Gebouwen mogen alleen binnen het bouwvlak gebouwd worden, behoudens enkele kleine bijgebouwen. Het peil waarvandaan de hoogte van de gebouwen gemeten wordt is vastgelegd op 23.00 meter boven N.A.P.. Verder zijn specifieke bouwwerken, geen gebouwen zijnde, ten behoeve van de sportactiviteiten en scholen toegestaan zoals lichtmasten, ballenvangers en overdekte fietsenstallingen. In een aantal delen van het plangebied zijn, vanwege de nabije ligging van hindergevoelige functies, sportvoorzieningen (zowel bebouwd als onbebouwd) niet toegestaan. Op de verbeelding zijn deze gebieden aangeduid met de aanduiding 'sport uitgesloten'.
Verkeer
De bestemming 'Verkeer' is toegekend aan de (ontsluiting)wegen, pleinen, paden, parkeergebieden, (kleinere) groenstroken en groenstroken langs wegen binnen het plangebied. Daarnaast zijn in deze bestemming ook andere functies toegestaan zoals waterhuishoudkundige voorzieningen en groenvoorzieningen. Op de percelen met deze bestemming zijn alleen kleine gebouwen ten behoeve van het openbaar vervoer, wegverkeer of nutsvoorzieningen toegestaan.

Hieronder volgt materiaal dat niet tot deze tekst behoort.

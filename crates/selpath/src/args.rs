//! Command line parsing for `selpath`.

use std::path::PathBuf;

use anyhow::{Result, anyhow};
use selpath_builder::Scope;

pub const USAGE: &str = "Usage:\n  selpath <FILE> --pick <CSS> [--relative <CSS>] \
[--include <main|relative>:<index>:<name>=<value>]... [--xpath] [--fragment] [--tree] \
[--dump-dom] [--config <JSON>]";

/// One `--include` flag: add `value` of attribute `name` to entry `index` of `scope`.
#[derive(Debug, Clone, PartialEq, Eq)]
pub struct Include {
    pub scope: Scope,
    pub index: usize,
    pub name: String,
    pub value: String,
}

impl Include {
    /// Parse `<scope>:<index>:<name>=<value>`. The value may contain `:` and `=`.
    ///
    /// # Errors
    /// Returns an error if a part is missing or malformed.
    pub fn parse(spec: &str) -> Result<Self> {
        let (scope, rest) = spec
            .split_once(':')
            .ok_or_else(|| anyhow!("--include `{spec}`: expected <scope>:<index>:<name>=<value>"))?;
        let (index, assignment) = rest
            .split_once(':')
            .ok_or_else(|| anyhow!("--include `{spec}`: missing index"))?;
        let (name, value) = assignment
            .split_once('=')
            .ok_or_else(|| anyhow!("--include `{spec}`: missing `=`"))?;
        if name.is_empty() {
            return Err(anyhow!("--include `{spec}`: empty attribute name"));
        }
        Ok(Self {
            scope: scope
                .parse()
                .map_err(|scope| anyhow!("--include `{spec}`: unknown scope `{scope}`"))?,
            index: index
                .parse()
                .map_err(|err| anyhow!("--include `{spec}`: bad index: {err}"))?,
            name: name.to_owned(),
            value: value.to_owned(),
        })
    }
}

#[derive(Debug, Clone, Default, PartialEq, Eq)]
pub struct Options {
    pub file: PathBuf,
    pub pick: String,
    pub relative: Option<String>,
    pub includes: Vec<Include>,
    pub xpath: bool,
    pub fragment: bool,
    pub tree: bool,
    pub dump_dom: bool,
    pub config: Option<PathBuf>,
}

/// Parse arguments (program name excluded).
///
/// # Errors
/// Returns an error for unknown flags, missing values or a missing file or `--pick`.
pub fn parse_args(args: &[String]) -> Result<Options> {
    let mut options = Options::default();
    let mut file: Option<PathBuf> = None;
    let mut pick: Option<String> = None;
    let mut index = 0;
    while index < args.len() {
        let arg = args[index].as_str();
        let mut value = || {
            index += 1;
            args.get(index)
                .cloned()
                .ok_or_else(|| anyhow!("{arg} requires a value"))
        };
        match arg {
            "--pick" => pick = Some(value()?),
            "--relative" => options.relative = Some(value()?),
            "--include" => options.includes.push(Include::parse(&value()?)?),
            "--config" => options.config = Some(PathBuf::from(value()?)),
            "--xpath" => options.xpath = true,
            "--fragment" => options.fragment = true,
            "--tree" => options.tree = true,
            "--dump-dom" => options.dump_dom = true,
            flag if flag.starts_with("--") => return Err(anyhow!("unknown flag {flag}")),
            path => {
                if file.is_some() {
                    return Err(anyhow!("unexpected argument {path}"));
                }
                file = Some(PathBuf::from(path));
            }
        }
        index += 1;
    }
    options.file = file.ok_or_else(|| anyhow!("missing <FILE>"))?;
    options.pick = pick.ok_or_else(|| anyhow!("--pick is required"))?;
    Ok(options)
}

#[cfg(test)]
mod tests {
    use super::*;

    fn args(list: &[&str]) -> Vec<String> {
        list.iter().map(|arg| (*arg).to_owned()).collect()
    }

    #[test]
    fn parses_every_flag() {
        let options = parse_args(&args(&[
            "page.html",
            "--pick",
            "li:nth-of-type(2)",
            "--relative",
            "#footer a",
            "--include",
            "main:0:id=app",
            "--include",
            "relative:1:href=/a?b=c",
            "--xpath",
            "--fragment",
            "--tree",
            "--dump-dom",
            "--config",
            "selpath.json",
        ]))
        .unwrap();
        assert_eq!(options.file, PathBuf::from("page.html"));
        assert_eq!(options.pick, "li:nth-of-type(2)");
        assert_eq!(options.relative.as_deref(), Some("#footer a"));
        assert_eq!(
            options.includes[1],
            Include {
                scope: Scope::Relative,
                index: 1,
                name: "href".to_owned(),
                value: "/a?b=c".to_owned(),
            }
        );
        assert!(options.xpath && options.fragment && options.tree && options.dump_dom);
        assert_eq!(options.config, Some(PathBuf::from("selpath.json")));
    }

    #[test]
    fn reports_missing_pieces() {
        let missing_pick = parse_args(&args(&["page.html"])).unwrap_err();
        assert_eq!(missing_pick.to_string(), "--pick is required");
        let missing_value = parse_args(&args(&["page.html", "--pick"])).unwrap_err();
        assert_eq!(missing_value.to_string(), "--pick requires a value");
        let missing_file = parse_args(&args(&["--pick", "p"])).unwrap_err();
        assert_eq!(missing_file.to_string(), "missing <FILE>");
        let unknown = parse_args(&args(&["a.html", "--pick", "p", "--verbose"])).unwrap_err();
        assert_eq!(unknown.to_string(), "unknown flag --verbose");
    }

    #[test]
    fn rejects_malformed_includes() {
        assert_eq!(
            Include::parse("side:0:id=x").unwrap_err().to_string(),
            "--include `side:0:id=x`: unknown scope `side`"
        );
        assert!(Include::parse("main:first:id=x").is_err());
        assert!(Include::parse("main:0:id").is_err());
        assert!(Include::parse("main:0:=x").is_err());
    }
}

Het plan bevat ook twee zogenaamde dubbelbestemmingen, te weten: Waarde - Archeologie hoge verwachting en Waarde - Archeologie middelhoge verwachting. Dubbelbestemmingen vallen als het ware over “onderliggende” materiële bestemmingen heen en houden beperkingen in voor de bouw-, aanleg- en/of gebruiksmogelijkheden van die bestemmingen. Dubbelbestemmingen dienen dus een specifiek ruimtelijk belang en zijn voor zover deze betrekking hebben op archeologie al eerder in het gemeentelijk beleid, waaronder de gemeentelijke bouwverordening, vastgelegd. Hierna worden de dubbelbestemmingen beschreven.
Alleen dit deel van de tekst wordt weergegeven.